What Are the Immediate and Long-Term Health Benefits After You Stop Drinking Alcohol?
- This loss of naïve T cells could result from decreased T-cell production in the thymus; increased cell death (i.e., apoptosis) of naïve T cells; or increased homeostatic proliferation.
- These antibodies then will bind to any matching antigen molecules they encounter in the blood or on other cells, thereby marking them for destruction.
- Similarly, as with the Th1 responses, alcohol inhibits the ability of dendritic cells to promote Th17 responses, thereby favoring Th2 responses (Heinz and Waltenbaugh 2007).

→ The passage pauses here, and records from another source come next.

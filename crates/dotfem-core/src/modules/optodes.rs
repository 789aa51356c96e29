use super::optics::WavelengthSnapshot;
use super::traits::{BoundaryExtractor, SourceBuilder};
use crate::domain::{DotError, DotResult, Optode, SpectralMesh};
use crate::numerics::DenseComplexMatrix;
use num_complex::Complex64;

#[derive(Debug, Clone, Copy, Default)]
pub struct NearestNodeOptodes;

impl NearestNodeOptodes {
    pub fn nearest_node(mesh: &SpectralMesh, position: &[f64; 3]) -> Option<usize> {
        mesh.nodes
            .iter()
            .map(|node| {
                (0..mesh.dimension)
                    .map(|axis| (node[axis] - position[axis]).powi(2))
                    .sum::<f64>()
            })
            .enumerate()
            .min_by(|(_, lhs), (_, rhs)| lhs.total_cmp(rhs))
            .map(|(index, _)| index)
    }

    fn optode_node(
        mesh: &SpectralMesh,
        optode: Option<&Optode>,
        role: &str,
        id: usize,
    ) -> DotResult<usize> {
        let optode = optode.ok_or_else(|| {
            DotError::invalid_argument(
                "INPUT.OPTODE",
                format!("link table references unknown {} {}", role, id),
            )
        })?;
        Self::nearest_node(mesh, &optode.position).ok_or_else(|| {
            DotError::invalid_argument("INPUT.MESH_NODES", "mesh has no nodes")
        })
    }
}

impl SourceBuilder for NearestNodeOptodes {
    fn build(&self, mesh: &SpectralMesh, _frequency: f64) -> DotResult<DenseComplexMatrix> {
        let active = mesh.link.active_sources();
        let mut sources = DenseComplexMatrix::zeros(mesh.node_count(), active.len());
        for (column, id) in active.iter().enumerate() {
            let node = Self::optode_node(mesh, mesh.source(*id), "source", *id)?;
            sources[(node, column)] = Complex64::new(1.0, 0.0);
        }
        Ok(sources)
    }
}

impl BoundaryExtractor for NearestNodeOptodes {
    fn extract(
        &self,
        snapshot: &WavelengthSnapshot<'_>,
        fluence: &DenseComplexMatrix,
    ) -> DotResult<Vec<Complex64>> {
        let mesh = snapshot.mesh;
        let active = mesh.link.active_sources();
        if fluence.nrows() != mesh.node_count() || fluence.ncols() != active.len() {
            return Err(DotError::solve(
                "SOLVE.SHAPE",
                format!(
                    "fluence is {}x{}, expected {}x{}",
                    fluence.nrows(),
                    fluence.ncols(),
                    mesh.node_count(),
                    active.len()
                ),
            ));
        }

        mesh.link
            .rows
            .iter()
            .zip(&snapshot.link_enabled)
            .map(|(row, enabled)| {
                if !*enabled {
                    return Ok(Complex64::new(f64::NAN, f64::NAN));
                }
                let column = active
                    .binary_search(&row.source)
                    .map_err(|_| {
                        DotError::invalid_argument(
                            "INPUT.OPTODE",
                            format!("source {} is not active", row.source),
                        )
                    })?;
                let node =
                    Self::optode_node(mesh, mesh.detector(row.detector), "detector", row.detector)?;
                Ok(fluence[(node, column)])
            })
            .collect()
    }
}
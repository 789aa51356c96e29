use super::assembly::DiffusionAssembler;
use super::devices::{ComputeDevice, DeviceRegistry};
use super::optics::{PowerLawMelanin, WavelengthSnapshot, compose_optical_properties};
use super::optodes::NearestNodeOptodes;
use super::resolver::{ForwardOptions, ResolvedRun, resolve};
use super::results::{ForwardRun, WavelengthOutcome, WavelengthStatus, aggregate};
use super::traits::{BoundaryExtractor, MelaninModel, SourceBuilder, SystemAssembler};
use crate::domain::{DotError, DotResult, FailurePolicy, MeshKind, SpectralMesh};
use crate::numerics::{DenseComplexMatrix, nan_complex_matrix};
use num_complex::Complex64;
use rayon::prelude::*;
use std::path::Path;
use std::sync::Arc;
use tracing::{debug, info, info_span, warn};

pub struct ForwardEngine {
    melanin: Box<dyn MelaninModel>,
    sources: Box<dyn SourceBuilder>,
    extractor: Box<dyn BoundaryExtractor>,
    assembler: Box<dyn SystemAssembler>,
    devices: DeviceRegistry,
}

impl Default for ForwardEngine {
    fn default() -> Self {
        Self {
            melanin: Box::new(PowerLawMelanin),
            sources: Box::new(NearestNodeOptodes),
            extractor: Box::new(NearestNodeOptodes),
            assembler: Box::new(DiffusionAssembler),
            devices: DeviceRegistry::new(),
        }
    }
}

impl ForwardEngine {
    pub fn new() -> Self {
        Self::default()
    }

    pub fn with_melanin_model(mut self, melanin: impl MelaninModel + 'static) -> Self {
        self.melanin = Box::new(melanin);
        self
    }

    pub fn with_source_builder(mut self, sources: impl SourceBuilder + 'static) -> Self {
        self.sources = Box::new(sources);
        self
    }

    pub fn with_boundary_extractor(mut self, extractor: impl BoundaryExtractor + 'static) -> Self {
        self.extractor = Box::new(extractor);
        self
    }

    pub fn with_assembler(mut self, assembler: impl SystemAssembler + 'static) -> Self {
        self.assembler = Box::new(assembler);
        self
    }

    pub fn with_device(mut self, device: Arc<dyn ComputeDevice>) -> Self {
        self.devices.register(device);
        self
    }

    pub fn devices(&self) -> &DeviceRegistry {
        &self.devices
    }

    pub fn run_path(
        &self,
        mesh_path: &Path,
        frequency: f64,
        options: &ForwardOptions,
    ) -> DotResult<ForwardRun> {
        let mesh = SpectralMesh::load_json(mesh_path)?;
        self.run(&mesh, frequency, options)
    }

    pub fn run(
        &self,
        mesh: &SpectralMesh,
        frequency: f64,
        options: &ForwardOptions,
    ) -> DotResult<ForwardRun> {
        if !frequency.is_finite() || frequency < 0.0 {
            return Err(DotError::invalid_argument(
                "INPUT.FREQUENCY",
                format!("modulation frequency must be finite and >= 0, got {}", frequency),
            ));
        }
        if mesh.kind != MeshKind::Spectral {
            warn!(
                mesh = %mesh.name,
                kind = mesh.kind.as_str(),
                "mesh is not spectral; solving with its chromophore model anyway"
            );
        }
        mesh.validate()?;

        let resolved = resolve(options, &self.devices)?;
        let enabled = mesh.link.enabled_wavelengths(mesh.wavelength_count());
        let enabled_count = enabled.iter().filter(|flag| **flag).count();
        let mut sources = self.sources.build(mesh, frequency)?;
        if frequency == 0.0 {
            discard_imaginary(&mut sources);
        }

        info!(
            mesh = %mesh.name,
            nodes = mesh.node_count(),
            wavelengths = mesh.wavelength_count(),
            enabled = enabled_count,
            solver = %resolved.solver(),
            frequency,
            "starting forward solve"
        );

        let workers = worker_count(enabled_count, resolved.max_workers);
        let pool = rayon::ThreadPoolBuilder::new()
            .num_threads(workers)
            .build()
            .map_err(|error| {
                DotError::io_system(
                    "SYSTEM.THREAD_POOL",
                    format!("failed to start {} wavelength workers: {}", workers, error),
                )
            })?;
        let slots: Vec<DotResult<WavelengthOutcome>> = pool.install(|| {
            enabled
                .par_iter()
                .enumerate()
                .map(|(index, is_enabled)| {
                    if *is_enabled {
                        self.solve_wavelength(mesh, index, frequency, &sources, &resolved)
                    } else {
                        Ok(unsolved_outcome(
                            index,
                            WavelengthStatus::Disabled,
                            &sources,
                            mesh.link.len(),
                        ))
                    }
                })
                .collect()
        });

        let mut outcomes = Vec::with_capacity(slots.len());
        for (index, slot) in slots.into_iter().enumerate() {
            match (slot, resolved.failure_policy) {
                (Ok(outcome), _) => outcomes.push(outcome),
                (Err(error), FailurePolicy::Abort) => return Err(error),
                (Err(error), FailurePolicy::Continue) => {
                    warn!(
                        index,
                        wavelength = mesh.wv[index],
                        %error,
                        "wavelength failed; continuing"
                    );
                    outcomes.push(unsolved_outcome(
                        index,
                        WavelengthStatus::Failed(error.to_string()),
                        &sources,
                        mesh.link.len(),
                    ));
                }
            }
        }

        let run = aggregate(
            mesh,
            resolved.solver(),
            &resolved.config,
            resolved.retain_fluence,
            outcomes,
        );
        info!(
            solved = run.record.solved_wavelengths(),
            failed = run.failures().len(),
            "forward solve finished"
        );
        Ok(run)
    }

    fn solve_wavelength(
        &self,
        mesh: &SpectralMesh,
        index: usize,
        frequency: f64,
        sources: &DenseComplexMatrix,
        resolved: &ResolvedRun,
    ) -> DotResult<WavelengthOutcome> {
        let span = info_span!("wavelength", index, nm = mesh.wv[index]);
        let _entered = span.enter();

        let properties = compose_optical_properties(mesh, index, self.melanin.as_ref())?;
        let snapshot = WavelengthSnapshot::new(mesh, index, properties);
        let system = resolved
            .backend
            .assemble(self.assembler.as_ref(), &snapshot, frequency)?;
        debug!(nnz = system.nnz(), "assembled system");

        let solution = resolved.backend.solve(&system, sources)?;
        let boundary = self.extractor.extract(&snapshot, &solution.fluence)?;
        if boundary.len() != mesh.link.len() {
            return Err(DotError::solve(
                "SOLVE.BOUNDARY_SHAPE",
                format!(
                    "boundary extraction returned {} values for {} link rows",
                    boundary.len(),
                    mesh.link.len()
                ),
            ));
        }

        Ok(WavelengthOutcome {
            wavelength_index: index,
            status: WavelengthStatus::Solved,
            fluence: solution.fluence,
            boundary,
            diagnostics: solution.diagnostics,
        })
    }
}

fn unsolved_outcome(
    index: usize,
    status: WavelengthStatus,
    sources: &DenseComplexMatrix,
    links: usize,
) -> WavelengthOutcome {
    WavelengthOutcome {
        wavelength_index: index,
        status,
        fluence: nan_complex_matrix(sources.nrows(), sources.ncols()),
        boundary: vec![Complex64::new(f64::NAN, f64::NAN); links],
        diagnostics: Vec::new(),
    }
}

fn worker_count(enabled: usize, max_workers: Option<usize>) -> usize {
    let available = max_workers.unwrap_or_else(rayon::current_num_threads);
    enabled.min(available).max(1)
}

fn discard_imaginary(matrix: &mut DenseComplexMatrix) {
    for col in 0..matrix.ncols() {
        for row in 0..matrix.nrows() {
            matrix[(row, col)].im = 0.0;
        }
    }
}

#[cfg(test)]
mod tests {
    use super::{ForwardEngine, worker_count};
    use crate::domain::{DotErrorCategory, MeshKind};
    use crate::modules::fixtures::strip_mesh;
    use crate::modules::resolver::ForwardOptions;

    #[test]
    fn worker_pool_is_bounded_by_enabled_wavelengths() {
        assert_eq!(worker_count(3, Some(8)), 3);
        assert_eq!(worker_count(3, Some(2)), 2);
        assert_eq!(worker_count(0, None), 1);
    }

    #[test]
    fn negative_or_non_finite_frequency_is_rejected() {
        let mesh = strip_mesh();
        for frequency in [-1.0, f64::NAN, f64::INFINITY] {
            let error = ForwardEngine::new()
                .run(&mesh, frequency, &ForwardOptions::new())
                .expect_err("bad frequency");
            assert_eq!(error.category(), DotErrorCategory::InvalidArgument);
            assert_eq!(error.placeholder(), "INPUT.FREQUENCY");
        }
    }

    #[test]
    fn empty_wavelength_list_is_rejected() {
        let mut mesh = strip_mesh();
        mesh.wv.clear();
        let error = ForwardEngine::new()
            .run(&mesh, 0.0, &ForwardOptions::new())
            .expect_err("no wavelengths");
        assert_eq!(error.placeholder(), "INPUT.MESH_WAVELENGTHS");
    }

    #[test]
    fn non_spectral_mesh_still_solves() {
        let mut mesh = strip_mesh();
        mesh.kind = MeshKind::Standard;
        let run = ForwardEngine::new()
            .run(&mesh, 0.0, &ForwardOptions::new().with_solver("direct"))
            .expect("run");
        assert_eq!(run.record.solved_wavelengths(), 1);
    }
}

- The PVN regulates pituitary hormone production, including adrenocorticotropic hormone (ACTH), which binds to melanocortin type 2 receptors in the adrenal cortex to induce steroidogenesis in distinct layers (Dringenberg, Schwitalla et al. 2013).
- Together, they provide valuable insights into the challenges, successes, and the importance of partnerships in the fight against hepatitis.
- SCFAs produced in the gut are mainly butyrate, propionate and acetate and have many different targets and functions in the host organism.
- The studies found that when animals consumed ethanol before BCG vaccination, they were not protected against a subsequent pulmonary challenge with M.
- The gut-derived bacterial components together with LPS activate the immune cells localized in the systemic circulation or in target organs such as liver and brain.
- In such patients, alcohol impairs mucosal immunity in the gut and lower respiratory system.
- This increased susceptibility has been recapitulated in rodent models of chronic alcohol abuse.